» **EXERCISE PROMPT**
Pull every line containing the word "left" from the records.

» **DATA SUPPLIED**
-=-=-=-=-
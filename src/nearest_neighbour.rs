use crate::cluster::Cluster;
use crate::data_wrappers::NearestPair;
use crate::distance::cluster_distance;
use num_traits::Float;

/// Finds the two closest clusters under single linkage.
///
/// Pairs are visited with the outer index ascending and the inner index ascending, and a pair
/// only replaces the current best if its distance is strictly smaller, so on ties the first pair
/// visited wins. Cluster distance is symmetric, so the pair `(j, i)` can never beat an already
/// visited `(i, j)`, and only pairs with `i < j` are scanned. The returned `first` index is
/// therefore always lower than `second`.
///
/// # Panics
/// * If fewer than two clusters are given, or if any cluster is empty.
pub fn find_nearest_pair<T: Float>(clusters: &[Cluster<T>]) -> NearestPair<T> {
    assert!(
        clusters.len() >= 2,
        "At least two clusters are needed to find a nearest pair, got {}",
        clusters.len()
    );
    let mut nearest = NearestPair { first: 0, second: 1, distance: T::infinity() };
    for (first, left) in clusters.iter().enumerate() {
        for (second, right) in clusters.iter().enumerate().skip(first + 1) {
            let distance = cluster_distance(left, right);
            if distance < nearest.distance {
                nearest = NearestPair { first, second, distance };
            }
        }
    }
    log::trace!(
        "Nearest pair is ({}, {}) out of {} clusters",
        nearest.first,
        nearest.second,
        clusters.len()
    );
    nearest
}
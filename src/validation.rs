use crate::{ClusteringError, MergeParams, Record};
use num_traits::Float;

#[derive(Debug, Clone, PartialEq)]
pub(crate) struct DataValidator<'a, T> {
    data: &'a [Record<T>],
    params: &'a MergeParams,
}

impl<'a, T: Float> DataValidator<'a, T> {
    pub(crate) fn new(data: &'a [Record<T>], params: &'a MergeParams) -> Self {
        Self { data, params }
    }

    pub(crate) fn validate_input_data(&self) -> Result<(), ClusteringError> {
        if self.params.target_clusters < 1 {
            return Err(ClusteringError::InvalidTarget(format!(
                "at least one cluster is required, got {}",
                self.params.target_clusters
            )));
        }
        if self.data.is_empty() {
            return Err(ClusteringError::EmptyDataset);
        }
        for (n, record) in self.data.iter().enumerate() {
            if !record.is_finite() {
                return Err(ClusteringError::NonFiniteCoordinate(format!(
                    "{n}th record (id {}) contains non-finite coordinate(s)",
                    record.id
                )));
            }
        }
        Ok(())
    }
}

#[cfg(test)]
mod tests {
    use super::*;

    #[test]
    fn accepts_valid_data() {
        let data = vec![Record::new(1, 0.0_f32, 0.0), Record::new(2, 1.0, 1.0)];
        let params = MergeParams::builder().target_clusters(2).build();
        assert!(DataValidator::new(&data, &params).validate_input_data().is_ok());
    }

    #[test]
    fn rejects_zero_target() {
        let data = vec![Record::new(1, 0.0_f32, 0.0)];
        let params = MergeParams::builder().target_clusters(0).build();
        let result = DataValidator::new(&data, &params).validate_input_data();
        assert!(matches!(result, Err(ClusteringError::InvalidTarget(..))));
    }

    #[test]
    fn rejects_empty_data() {
        let data: Vec<Record<f32>> = Vec::new();
        let params = MergeParams::default();
        let result = DataValidator::new(&data, &params).validate_input_data();
        assert_eq!(Err(ClusteringError::EmptyDataset), result);
    }

    #[test]
    fn rejects_nan() {
        let data = vec![Record::new(1, 0.0_f32, 0.0), Record::new(2, f32::NAN, 1.0)];
        let params = MergeParams::default();
        let result = DataValidator::new(&data, &params).validate_input_data();
        assert!(matches!(result, Err(ClusteringError::NonFiniteCoordinate(..))));
    }
}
-=-=-=-=-
» **RESULT OF THE TASK**
    for (first, left) in clusters.iter().enumerate() {
            let distance = cluster_distance(left, right);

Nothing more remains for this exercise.